TASK DETAILS:
Check every line of the following material for the word "amount", then say how many have it, with no other words.

SUPPLIED MATERIAL:
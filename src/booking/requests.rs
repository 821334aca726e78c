//! Request DTOs for booking API endpoints.

use chrono::NaiveDate;
use serde::Deserialize;
use uuid::Uuid;
use validator::{Validate, ValidationError};

use crate::pricing::models::Occupancy;

use super::models::BookingRequest;

fn default_one() -> u32 {
    1
}

/// Request to create a booking
#[derive(Debug, Deserialize, Validate)]
#[validate(schema(function = "validate_create_dates"))]
pub struct CreateBookingRequest {
    pub resource_id: Uuid,
    pub start_date: NaiveDate,
    /// Checkout or return date; optional for tours and transfers
    #[serde(default)]
    pub end_date: Option<NaiveDate>,
    #[serde(default = "default_one")]
    #[validate(range(min = 1, max = 500))]
    pub units: u32,
    #[serde(default = "default_one")]
    #[validate(range(max = 100))]
    pub adults: u32,
    #[serde(default)]
    #[validate(range(max = 100))]
    pub children: u32,
    #[serde(default)]
    #[validate(range(max = 100))]
    pub seniors: u32,
}

fn validate_create_dates(request: &CreateBookingRequest) -> Result<(), ValidationError> {
    validate_dates(request.start_date, request.end_date)
}

pub(crate) fn validate_dates(
    start: NaiveDate,
    end: Option<NaiveDate>,
) -> Result<(), ValidationError> {
    match end {
        Some(end) if end <= start => {
            let mut err = ValidationError::new("date_order");
            err.message = Some("end_date must be after start_date".into());
            Err(err)
        }
        _ => Ok(()),
    }
}

impl CreateBookingRequest {
    pub fn occupancy(&self) -> Occupancy {
        Occupancy::new(self.units, self.adults, self.children, self.seniors)
    }

    /// Typed request on behalf of `user_id`
    pub fn into_request(self, user_id: String) -> BookingRequest {
        BookingRequest {
            resource_id: self.resource_id,
            user_id,
            start_date: self.start_date,
            end_date: self.end_date,
            occupancy: self.occupancy(),
        }
    }
}

/// Query string for availability checks
#[derive(Debug, Deserialize, Validate)]
#[validate(schema(function = "validate_query_dates"))]
pub struct AvailabilityQuery {
    pub start_date: NaiveDate,
    #[serde(default)]
    pub end_date: Option<NaiveDate>,
    #[serde(default = "default_one")]
    #[validate(range(min = 1, max = 500))]
    pub units: u32,
    #[serde(default = "default_one")]
    #[validate(range(max = 100))]
    pub adults: u32,
    #[serde(default)]
    #[validate(range(max = 100))]
    pub children: u32,
    #[serde(default)]
    #[validate(range(max = 100))]
    pub seniors: u32,
}

fn validate_query_dates(query: &AvailabilityQuery) -> Result<(), ValidationError> {
    validate_dates(query.start_date, query.end_date)
}

impl AvailabilityQuery {
    pub fn occupancy(&self) -> Occupancy {
        Occupancy::new(self.units, self.adults, self.children, self.seniors)
    }
}

/// Request to move a booking to another status
#[derive(Debug, Deserialize, Validate)]
pub struct UpdateStatusRequest {
    #[validate(length(min = 1, max = 32))]
    pub status: String,
}

/// Processor-reported payment outcome
#[derive(Debug, Deserialize, Validate)]
pub struct PaymentStatusRequest {
    #[validate(length(min = 1, max = 32))]
    pub status: String,
}
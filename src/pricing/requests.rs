//! Request DTOs for pricing API endpoints.

use chrono::NaiveDate;
use serde::Deserialize;
use uuid::Uuid;
use validator::{Validate, ValidationError};

use crate::booking::requests::validate_dates;

use super::models::Occupancy;

fn default_one() -> u32 {
    1
}

/// Request to quote a prospective booking
#[derive(Debug, Deserialize, Validate)]
#[validate(schema(function = "validate_quote_dates"))]
pub struct QuoteRequest {
    pub resource_id: Uuid,
    pub start_date: NaiveDate,
    #[serde(default)]
    pub end_date: Option<NaiveDate>,
    #[serde(default = "default_one")]
    #[validate(range(min = 1, max = 500))]
    pub units: u32,
    #[serde(default = "default_one")]
    #[validate(range(max = 100))]
    pub adults: u32,
    #[serde(default)]
    #[validate(range(max = 100))]
    pub children: u32,
    #[serde(default)]
    #[validate(range(max = 100))]
    pub seniors: u32,
}

fn validate_quote_dates(request: &QuoteRequest) -> Result<(), ValidationError> {
    validate_dates(request.start_date, request.end_date)
}

impl QuoteRequest {
    pub fn occupancy(&self) -> Occupancy {
        Occupancy::new(self.units, self.adults, self.children, self.seniors)
    }
}
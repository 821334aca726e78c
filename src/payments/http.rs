//! Stripe-style REST payment gateway

use std::time::Duration;

use async_trait::async_trait;
use reqwest::{Client, Response};
use serde::Deserialize;
use tracing::debug;

use super::{
    PaymentError, PaymentGateway, PaymentIntent, PaymentIntentRequest, Refund, RefundRequest,
};

#[derive(Debug, Clone)]
pub struct HttpPaymentGateway {
    client: Client,
    api_base: String,
    api_key: String,
}

#[derive(Debug, Deserialize)]
struct IntentBody {
    id: String,
    status: String,
    #[serde(default)]
    client_secret: Option<String>,
}

#[derive(Debug, Deserialize)]
struct RefundBody {
    id: String,
    status: String,
}

#[derive(Debug, Deserialize)]
struct ErrorEnvelope {
    error: ErrorBody,
}

#[derive(Debug, Deserialize)]
struct ErrorBody {
    #[serde(default)]
    message: Option<String>,
}

/// Extract the processor's error message, falling back to the raw body
fn error_message(body: &str) -> String {
    serde_json::from_str::<ErrorEnvelope>(body)
        .ok()
        .and_then(|e| e.error.message)
        .unwrap_or_else(|| body.chars().take(200).collect())
}

impl HttpPaymentGateway {
    pub fn new(api_base: &str, api_key: &str, timeout: Duration) -> Result<Self, PaymentError> {
        let client = Client::builder().timeout(timeout).build()?;
        Ok(Self {
            client,
            api_base: api_base.trim_end_matches('/').to_string(),
            api_key: api_key.to_string(),
        })
    }

    fn url(&self, path: &str) -> String {
        format!("{}{}", self.api_base, path)
    }

    async fn post_form(
        &self,
        path: &str,
        form: &[(&str, String)],
        idempotency_key: Option<&str>,
    ) -> Result<Response, PaymentError> {
        let mut request = self
            .client
            .post(self.url(path))
            .bearer_auth(&self.api_key)
            .form(form);
        if let Some(key) = idempotency_key {
            request = request.header("Idempotency-Key", key);
        }

        let response = request.send().await?;
        if response.status().is_success() {
            return Ok(response);
        }

        let status = response.status().as_u16();
        let body = response.text().await.unwrap_or_default();
        Err(PaymentError::Rejected {
            status,
            message: error_message(&body),
        })
    }
}

#[async_trait]
impl PaymentGateway for HttpPaymentGateway {
    async fn create_intent(
        &self,
        request: &PaymentIntentRequest,
    ) -> Result<PaymentIntent, PaymentError> {
        let form = [
            ("amount", request.amount_minor.to_string()),
            ("currency", request.currency.to_ascii_lowercase()),
            ("description", request.description.clone()),
            ("metadata[booking_id]", request.reference.clone()),
            ("automatic_payment_methods[enabled]", "true".to_string()),
        ];
        let key = format!("intent-{}", request.reference);

        let body: IntentBody = self
            .post_form("/v1/payment_intents", &form, Some(&key))
            .await?
            .json()
            .await
            .map_err(|e| PaymentError::InvalidResponse(e.to_string()))?;

        debug!("Created payment intent {} ({})", body.id, body.status);
        Ok(PaymentIntent {
            id: body.id,
            status: body.status,
            client_secret: body.client_secret,
        })
    }

    async fn cancel_intent(&self, payment_intent_id: &str) -> Result<(), PaymentError> {
        let path = format!("/v1/payment_intents/{}/cancel", payment_intent_id);
        self.post_form(&path, &[], None).await?;
        Ok(())
    }

    async fn refund(&self, request: &RefundRequest) -> Result<Refund, PaymentError> {
        let mut form = vec![("payment_intent", request.payment_intent_id.clone())];
        if let Some(amount) = request.amount_minor {
            form.push(("amount", amount.to_string()));
        }

        let body: RefundBody = self
            .post_form("/v1/refunds", &form, Some(&request.idempotency_key))
            .await?
            .json()
            .await
            .map_err(|e| PaymentError::InvalidResponse(e.to_string()))?;

        Ok(Refund {
            id: body.id,
            status: body.status,
        })
    }
}
//! Per-resource mutual exclusion
//!
//! Serializes the check-then-write sequence for one resource inside this
//! process. Cross-process safety comes from the store's conditional insert.

use std::collections::HashMap;
use std::sync::{Arc, Mutex};

use tokio::sync::{Mutex as AsyncMutex, OwnedMutexGuard};
use uuid::Uuid;

#[derive(Debug, Default)]
pub struct ResourceLocks {
    locks: Mutex<HashMap<Uuid, Arc<AsyncMutex<()>>>>,
}

impl ResourceLocks {
    pub fn new() -> Self {
        Self::default()
    }

    /// Wait for exclusive access to `resource_id`; released on drop
    pub async fn acquire(&self, resource_id: Uuid) -> OwnedMutexGuard<()> {
        let lock = {
            let mut locks = self.locks.lock().unwrap_or_else(|poisoned| poisoned.into_inner());
            // Drop entries nobody holds or waits on
            locks.retain(|id, lock| *id == resource_id || Arc::strong_count(lock) > 1);
            locks
                .entry(resource_id)
                .or_insert_with(|| Arc::new(AsyncMutex::new(())))
                .clone()
        };
        lock.lock_owned().await
    }

    /// Number of resources with a live lock entry
    pub fn tracked(&self) -> usize {
        self.locks
            .lock()
            .map(|locks| locks.len())
            .unwrap_or_default()
    }
}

ANSWER BOX:
3